SAN FRANCISCO — A federal appeals court on Thursday struck down a 31-year-old Los Angeles law that bars people from living in parked vehicles, saying the vaguely written statute discriminates against the homeless and poor.
The ruling by a three-judge panel of the 9th U.S. Circuit Court of Appeals involved a 1983 law that prohibits the use of a vehicle “as living quarters either overnight, day-by-day, or otherwise.”
The court said the law was unconstitutional because its ambiguous wording does not make clear what conduct would constitute a violation and “criminalizes innocent behavior.”

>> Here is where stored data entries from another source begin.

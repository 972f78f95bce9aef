pub mod dashboard;
pub mod devices;
pub mod email;
pub mod health;
pub mod readings;
pub mod settings;
pub mod tariff;

use power_monitor_core::AlertEvaluator;
use std::sync::Arc;

use crate::{
    config::Config,
    notifier::{AlertDispatcher, LogNotifier, Notifier},
    repositories::{CommandsRepository, InMemorySettingsStore, ReadingsRepository, SettingsStore},
};

#[derive(Clone)]
pub struct AppState {
    pub readings: Arc<ReadingsRepository>,
    pub commands: Arc<CommandsRepository>,
    pub settings: Arc<dyn SettingsStore>,
    pub dispatcher: Arc<AlertDispatcher>,
    pub evaluator: AlertEvaluator,
    pub config: Arc<Config>,
}

impl AppState {
    pub fn new(config: Config, settings: Arc<dyn SettingsStore>, notifier: Arc<dyn Notifier>) -> Self {
        let locale = config.alerts.locale;
        Self {
            readings: Arc::new(ReadingsRepository::new(config.monitor.history_capacity)),
            commands: Arc::new(CommandsRepository::new()),
            settings,
            dispatcher: Arc::new(AlertDispatcher::new(notifier, locale)),
            evaluator: AlertEvaluator::new(locale),
            config: Arc::new(config),
        }
    }

    /// State backed by process memory, seeded with the configured settings.
    /// Notifications go to the log.
    pub fn in_memory(config: Config) -> Self {
        let settings = Arc::new(InMemorySettingsStore::new(config.settings.clone()));
        Self::new(config, settings, Arc::new(LogNotifier))
    }
}
//! HTTP service around the power monitor core: register ingest, dashboard
//! snapshots, charts, relay commands, settings and alert notifications.

pub mod api;
pub mod chart;
pub mod config;
pub mod error;
pub mod ingest;
pub mod notifier;
pub mod repositories;
pub mod snapshot;

pub use api::{create_router, AppState};
pub use config::Config;
pub use error::{AppError, Result};
//! Name Shuffle App
//!
//! Root component: names column on the left, shuffle stage in the main
//! area, theme toggle in the top-right corner.

use leptos::prelude::*;

use crate::components::{EntryListView, NameForm, ShuffleStage, ThemeToggle};
use crate::config::AppConfig;
use crate::context::{ShuffleContext, ThemeContext};
use crate::storage;

#[component]
pub fn App(config: AppConfig) -> impl IntoView {
    let storage = storage::open_default();

    // Theme first, so the document class is set before anything renders
    let theme = ThemeContext::init(storage.clone());
    let shuffle = ShuffleContext::init(storage, config.timing);

    provide_context(theme);
    provide_context(shuffle);

    view! {
        <div class="app-layout">
            <div class="theme-corner">
                <ThemeToggle />
            </div>

            <aside class="names-column">
                <NameForm />
                <EntryListView />
            </aside>

            <main class="main-content">
                <ShuffleStage />
            </main>
        </div>
    }
}
//! URL Sync
//!
//! Keeps the `names` query parameter in step with the entry list so the
//! page URL reproduces the current list.

use percent_encoding::{percent_decode_str, utf8_percent_encode, AsciiSet, CONTROLS};

/// Characters escaped inside one name
const NAME_ENCODE_SET: &AsciiSet = &CONTROLS
    .add(b' ')
    .add(b'"')
    .add(b'#')
    .add(b'%')
    .add(b'&')
    .add(b'+')
    .add(b',')
    .add(b'<')
    .add(b'=')
    .add(b'>')
    .add(b'?')
    .add(b'`');

fn decode_component(raw: &str) -> String {
    let spaced = raw.replace('+', " ");
    percent_decode_str(&spaced).decode_utf8_lossy().into_owned()
}

/// Names carried by `param` in a query string (with or without the leading `?`).
///
/// `None` when the parameter is missing; blank names are dropped.
pub fn parse_names(search: &str, param: &str) -> Option<Vec<String>> {
    let query = search.strip_prefix('?').unwrap_or(search);
    let value = query
        .split('&')
        .map(|pair| pair.split_once('=').unwrap_or((pair, "")))
        .find(|(key, _)| decode_component(key) == param)
        .map(|(_, value)| value)?;

    Some(
        value
            .split(',')
            .map(|name| decode_component(name).trim().to_string())
            .filter(|name| !name.is_empty())
            .collect(),
    )
}

/// Encode names as a comma-separated parameter value
pub fn encode_names<S: AsRef<str>>(names: &[S]) -> String {
    names
        .iter()
        .map(|name| utf8_percent_encode(name.as_ref(), NAME_ENCODE_SET).to_string())
        .collect::<Vec<_>>()
        .join(",")
}

/// Rebuild `search` with `param` set to `names`, keeping every other pair.
///
/// An empty name list removes the parameter. The result is either empty
/// or starts with `?`.
pub fn with_names<S: AsRef<str>>(search: &str, param: &str, names: &[S]) -> String {
    let query = search.strip_prefix('?').unwrap_or(search);
    let mut pairs: Vec<String> = query
        .split('&')
        .filter(|pair| !pair.is_empty())
        .filter(|pair| {
            let key = pair.split_once('=').map_or(*pair, |(k, _)| k);
            decode_component(key) != param
        })
        .map(str::to_string)
        .collect();

    if !names.is_empty() {
        pairs.push(format!("{}={}", param, encode_names(names)));
    }

    if pairs.is_empty() {
        String::new()
    } else {
        format!("?{}", pairs.join("&"))
    }
}

/// Names from the current page URL
pub fn read_location_names(param: &str) -> Option<Vec<String>> {
    let search = web_sys::window()?.location().search().ok()?;
    parse_names(&search, param)
}

/// Rewrite the page URL to carry `names`, without adding a history entry
pub fn replace_location_names<S: AsRef<str>>(param: &str, names: &[S]) {
    let Some(window) = web_sys::window() else {
        return;
    };
    let location = window.location();
    let (Ok(path), Ok(search), Ok(hash)) =
        (location.pathname(), location.search(), location.hash())
    else {
        return;
    };

    let next_search = with_names(&search, param, names);
    if next_search == search {
        return;
    }
    let url = format!("{}{}{}", path, next_search, hash);
    match window.history() {
        Ok(history) => {
            let replaced =
                history.replace_state_with_url(&wasm_bindgen::JsValue::NULL, "", Some(&url));
            if let Err(err) = replaced {
                log::warn!("[URL] replaceState failed: {:?}", err);
            }
        }
        Err(err) => log::warn!("[URL] history unavailable: {:?}", err),
    }
}
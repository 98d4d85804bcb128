//! Shuffle Stage Component
//!
//! Big avatar area (idle, rolling or result) and the shuffle trigger.

use leptos::prelude::*;

use crate::context::use_shuffle;

#[component]
pub fn ShuffleStage() -> impl IntoView {
    let shuffle = use_shuffle();

    let stage = move || {
        if shuffle.shuffling() {
            return view! {
                <div class="stage rolling">
                    <div class="stage-avatar spin">"🎲"</div>
                    <p class="stage-caption">"Shuffling..."</p>
                </div>
            }
            .into_any();
        }
        match shuffle.selected().filter(|_| shuffle.show_result()) {
            Some(entry) => view! {
                <div class="stage result">
                    <div class=format!("stage-avatar {}", entry.color)>{entry.icon}</div>
                    <p class="stage-name">{entry.name}</p>
                </div>
            }
            .into_any(),
            None => view! {
                <div class="stage idle">
                    <div class="stage-avatar">"👤"</div>
                    <p class="stage-caption">"Press shuffle to pick a name!"</p>
                </div>
            }
            .into_any(),
        }
    };

    view! {
        <section class="shuffle-area">
            <div class="stage-frame">{stage}</div>

            <button
                class="shuffle-btn"
                prop:disabled=move || !shuffle.can_shuffle()
                on:click=move |_| shuffle.shuffle()
            >
                "🔀 "
                {move || if shuffle.shuffling() { "Shuffling..." } else { "Shuffle!" }}
            </button>

            <Show when=move || shuffle.is_empty()>
                <p class="empty-hint">"Add some names to get started"</p>
            </Show>
        </section>
    }
}
//! Theme Resolution
//!
//! Tri-state theme preference, its resolution against the platform
//! color scheme, and persistence of the user's choice.

use serde::{Deserialize, Serialize};

use crate::config::{DEFAULT_PREFERENCE, THEME_KEY};
use crate::storage::{KeyValueStore, SharedStore};

/// What the user asked for
#[derive(Debug, Clone, Copy, PartialEq, Eq, Hash, Serialize, Deserialize)]
#[serde(rename_all = "lowercase")]
pub enum ThemePreference {
    Light,
    Dark,
    /// Follow the platform color scheme
    System,
}

impl ThemePreference {
    pub const ALL: [ThemePreference; 3] = [Self::Light, Self::Dark, Self::System];

    pub fn as_str(&self) -> &'static str {
        match self {
            ThemePreference::Light => "light",
            ThemePreference::Dark => "dark",
            ThemePreference::System => "system",
        }
    }

    /// Parse a stored value; anything unrecognised is `None`
    pub fn parse(s: &str) -> Option<Self> {
        match s {
            "light" => Some(ThemePreference::Light),
            "dark" => Some(ThemePreference::Dark),
            "system" => Some(ThemePreference::System),
            _ => None,
        }
    }

    /// Next preference in the toggle cycle: system → light → dark → system
    pub fn next(&self) -> Self {
        match self {
            ThemePreference::System => ThemePreference::Light,
            ThemePreference::Light => ThemePreference::Dark,
            ThemePreference::Dark => ThemePreference::System,
        }
    }

    /// Glyph shown on the toggle while this preference is active
    pub fn icon(&self) -> &'static str {
        match self {
            ThemePreference::Light => "☀️",
            ThemePreference::Dark => "🌙",
            ThemePreference::System => "🖥️",
        }
    }

    /// Accessible label for the toggle, naming the state it switches to
    pub fn switch_label(&self) -> &'static str {
        match self.next() {
            ThemePreference::Light => "Switch to light mode",
            ThemePreference::Dark => "Switch to dark mode",
            ThemePreference::System => "Switch to system mode",
        }
    }
}

impl std::fmt::Display for ThemePreference {
    fn fmt(&self, f: &mut std::fmt::Formatter<'_>) -> std::fmt::Result {
        f.write_str(self.as_str())
    }
}

/// Theme actually applied to the page
#[derive(Debug, Clone, Copy, PartialEq, Eq, Hash)]
pub enum ResolvedTheme {
    Light,
    Dark,
}

impl ResolvedTheme {
    pub fn resolve(preference: ThemePreference, system_dark: bool) -> Self {
        match preference {
            ThemePreference::Light => ResolvedTheme::Light,
            ThemePreference::Dark => ResolvedTheme::Dark,
            ThemePreference::System if system_dark => ResolvedTheme::Dark,
            ThemePreference::System => ResolvedTheme::Light,
        }
    }

    pub fn is_dark(&self) -> bool {
        matches!(self, ResolvedTheme::Dark)
    }
}

/// Read the persisted preference, `None` when absent, invalid or unreadable
pub fn load_preference(storage: &SharedStore) -> Option<ThemePreference> {
    match storage.get(THEME_KEY) {
        Ok(Some(raw)) => {
            let parsed = ThemePreference::parse(&raw);
            if parsed.is_none() {
                log::warn!("[THEME] ignoring stored theme {:?}", raw);
            }
            parsed
        }
        Ok(None) => None,
        Err(err) => {
            log::warn!("[THEME] could not read preference: {}", err);
            None
        }
    }
}

/// Theme state machine
pub struct ThemeResolver {
    preference: ThemePreference,
    system_dark: bool,
    storage: SharedStore,
}

impl ThemeResolver {
    /// Restore the persisted preference (or the default) against the
    /// platform's current color scheme.
    pub fn load(storage: SharedStore, system_dark: bool) -> Self {
        let preference = load_preference(&storage).unwrap_or(DEFAULT_PREFERENCE);
        log::debug!("[THEME] preference={} system_dark={}", preference, system_dark);
        Self {
            preference,
            system_dark,
            storage,
        }
    }

    pub fn preference(&self) -> ThemePreference {
        self.preference
    }

    pub fn resolved(&self) -> ResolvedTheme {
        ResolvedTheme::resolve(self.preference, self.system_dark)
    }

    /// Adopt and persist a preference
    pub fn set_preference(&mut self, preference: ThemePreference) {
        self.preference = preference;
        if let Err(err) = self.storage.set(THEME_KEY, preference.as_str()) {
            log::warn!("[THEME] could not save preference: {}", err);
        }
    }

    /// Advance to the next preference and persist it
    pub fn cycle(&mut self) -> ThemePreference {
        let next = self.preference.next();
        self.set_preference(next);
        next
    }

    /// Record a platform color-scheme change.
    ///
    /// Returns whether the resolved theme changed, which only happens in
    /// `System` mode.
    pub fn set_system_dark(&mut self, system_dark: bool) -> bool {
        let before = self.resolved();
        self.system_dark = system_dark;
        before != self.resolved()
    }
}
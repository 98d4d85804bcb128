//! Name Form Component
//!
//! Text input plus add button; Enter submits.

use leptos::prelude::*;

use crate::context::use_shuffle;

#[component]
pub fn NameForm() -> impl IntoView {
    let shuffle = use_shuffle();
    let (new_name, set_new_name) = signal(String::new());

    let add_name = move |ev: web_sys::SubmitEvent| {
        ev.prevent_default();
        if shuffle.add(&new_name.get_untracked()) {
            set_new_name.set(String::new());
        }
    };

    view! {
        <form class="name-form" on:submit=add_name>
            <input
                type="text"
                placeholder="Enter a name"
                prop:value=move || new_name.get()
                on:input=move |ev| set_new_name.set(event_target_value(&ev))
            />
            <button type="submit" class="add-btn" aria-label="Plus">"+"</button>
        </form>
    }
}
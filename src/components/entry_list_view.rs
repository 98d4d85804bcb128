//! Entry List Component
//!
//! Left column listing every entry with its avatar and a remove button.

use leptos::prelude::*;

use crate::context::use_shuffle;
use crate::models::Entry;

#[component]
pub fn EntryListView() -> impl IntoView {
    let shuffle = use_shuffle();

    view! {
        <div class="entry-list">
            <Show
                when=move || !shuffle.is_empty()
                fallback=|| view! { <p class="empty-hint">"No names added yet"</p> }
            >
                <For
                    each=move || shuffle.entries()
                    key=|entry| entry.id.clone()
                    children=move |entry| view! { <EntryRow entry=entry /> }
                />
            </Show>
        </div>
    }
}

#[component]
fn EntryRow(entry: Entry) -> impl IntoView {
    let shuffle = use_shuffle();
    let id = entry.id.clone();

    view! {
        <div class="entry-row">
            <div class=format!("entry-avatar {}", entry.color)>{entry.icon}</div>
            <span class="entry-name">{entry.name}</span>
            <button
                class="delete-btn"
                title="Remove"
                aria-label="Trash"
                on:click=move |_| shuffle.remove(&id)
            >
                "🗑"
            </button>
        </div>
    }
}
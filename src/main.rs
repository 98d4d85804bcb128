//! Name Shuffle Frontend Entry Point

use leptos::prelude::*;
use name_shuffle::app::App;
use name_shuffle::config::AppConfig;

fn main() {
    console_error_panic_hook::set_once();

    let config = AppConfig::default();
    if console_log::init_with_level(config.log_level).is_err() {
        log::warn!("logger already initialised");
    }
    log::info!("[APP] starting name-shuffle {}", env!("CARGO_PKG_VERSION"));

    mount_to_body(move || view! { <App config=config /> });
}
//! Leptos Color Scheme Utilities
//!
//! Reads and watches the platform `prefers-color-scheme` media query.
//! Subscriptions are scoped: dropping one unregisters its listener.

use leptos::prelude::*;
use wasm_bindgen::closure::Closure;
use wasm_bindgen::JsCast;

/// Media query matched when the platform prefers a dark color scheme
pub const DARK_QUERY: &str = "(prefers-color-scheme: dark)";

fn dark_query_list() -> Option<web_sys::MediaQueryList> {
    web_sys::window()?.match_media(DARK_QUERY).ok().flatten()
}

/// Whether the platform currently reports a dark color-scheme preference.
///
/// Outside a browser, or where `matchMedia` is missing, this reports `false`.
pub fn prefers_dark() -> bool {
    dark_query_list().map(|list| list.matches()).unwrap_or(false)
}

/// A live `change` listener on the dark color-scheme media query
pub struct ColorSchemeSubscription {
    list: web_sys::MediaQueryList,
    callback: Closure<dyn FnMut(web_sys::MediaQueryListEvent)>,
}

impl Drop for ColorSchemeSubscription {
    fn drop(&mut self) {
        let removed = self
            .list
            .remove_event_listener_with_callback("change", self.callback.as_ref().unchecked_ref());
        match removed {
            Ok(()) => log::debug!("[COLOR-SCHEME] listener removed"),
            Err(err) => log::warn!("[COLOR-SCHEME] could not remove listener: {:?}", err),
        }
    }
}

/// Subscribe to platform color-scheme changes.
///
/// `on_change` receives `true` when the platform switches to dark.
/// Returns `None` when no media query list is available.
pub fn subscribe<F>(mut on_change: F) -> Option<ColorSchemeSubscription>
where
    F: FnMut(bool) + 'static,
{
    let list = dark_query_list()?;
    let callback = Closure::<dyn FnMut(web_sys::MediaQueryListEvent)>::new(
        move |ev: web_sys::MediaQueryListEvent| on_change(ev.matches()),
    );
    let registered =
        list.add_event_listener_with_callback("change", callback.as_ref().unchecked_ref());
    if let Err(err) = registered {
        log::warn!("[COLOR-SCHEME] could not register listener: {:?}", err);
        return None;
    }
    log::debug!("[COLOR-SCHEME] listener registered");
    Some(ColorSchemeSubscription { list, callback })
}

/// Subscribe for the lifetime of the current reactive owner.
///
/// The listener is removed when the owner is cleaned up (for example when
/// the component that called this is unmounted).
pub fn watch_prefers_dark<F>(on_change: F)
where
    F: FnMut(bool) + 'static,
{
    let Some(subscription) = subscribe(on_change) else {
        return;
    };
    let held = StoredValue::new_local(Some(subscription));
    on_cleanup(move || {
        held.update_value(|sub| {
            sub.take();
        });
    });
}

/// Add or remove a class on the document root (`<html>`)
pub fn set_root_class(class: &str, enabled: bool) {
    let root = web_sys::window()
        .and_then(|win| win.document())
        .and_then(|doc| doc.document_element());
    if let Some(root) = root {
        if let Err(err) = root.class_list().toggle_with_force(class, enabled) {
            log::warn!("[COLOR-SCHEME] could not toggle root class {:?}: {:?}", class, err);
        }
    }
}

/// Whether the document root currently carries `class`
pub fn root_has_class(class: &str) -> bool {
    web_sys::window()
        .and_then(|win| win.document())
        .and_then(|doc| doc.document_element())
        .map(|root| root.class_list().contains(class))
        .unwrap_or(false)
}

The decision came in a case brought on behalf of four people who were cited and arrested in the Venice area by Los Angeles police officers who concluded the numerous belongings in their RVs and cars meant they were violating the law.
“Is it impermissible to eat food in a vehicle? Is it illegal to keep a sleeping bag? Canned food? Books? What about speaking on a cellphone? Or staying in the car to get out of the rain?” Judge Harry Pregerson wrote for the panel. “These are all actions plaintiffs were taking when arrested for violation of the ordinance, all of which are otherwise perfectly legal.”
The officers were part of an LAPD homelessness task force charged with enforcing the ordinance in response from community complaints about people living in their cars.
The panel’s ruling overturned a lower court judge who had sided with the city and dismissed the case without a trial.
Carol Sobel, the lawyer for the three men and one woman who sued to overturn the law in 2011, said Los Angeles’ ban on living in cars was exceptionally broad. One of her clients was cited while waiting outside a church that served meals and another while driving her RV through Venice on her way to sell her work at a local art fair.
Even so, the ruling might force other western cities within the 9th Circuit’s territory to amend statutes that outlaw sleeping in vehicles, Sobel said, citing the city of Palo Alto as an example.
“People living in their vehicles is one of the great unidentified homeless groups in this country - formerly middle-class people who lost everything during the recession and are trying to maintain the appearance of stability so they can go to work,” she said.
Los Angeles City Attorney Mike Feuer, whose office defended the law before the 9th Circuit, said the city would not appeal. Instead, Feuer said he would work with other officials to write a replacement ordinance “that respects both the rights and needs of homeless individuals and protects the quality of life in our neighborhoods.”
“We need to make a break from the past, recognize that the civil and criminal justice systems alone can’t effectively address homelessness, and commit ourselves to grappling with the issues that create homelessness in the first place,” he said.
Pregerson did not make clear in the panel’s opinion what, if anything, city lawmakers could do to make the law pass constitutional muster.
“The city of Los Angeles has many options at its disposal to alleviate the plight and suffering of its homeless citizens,” he wrote. “Selectively preventing the homeless and the poor from using their vehicles for activities many other citizens also conduct in their cars should not be one of those options.”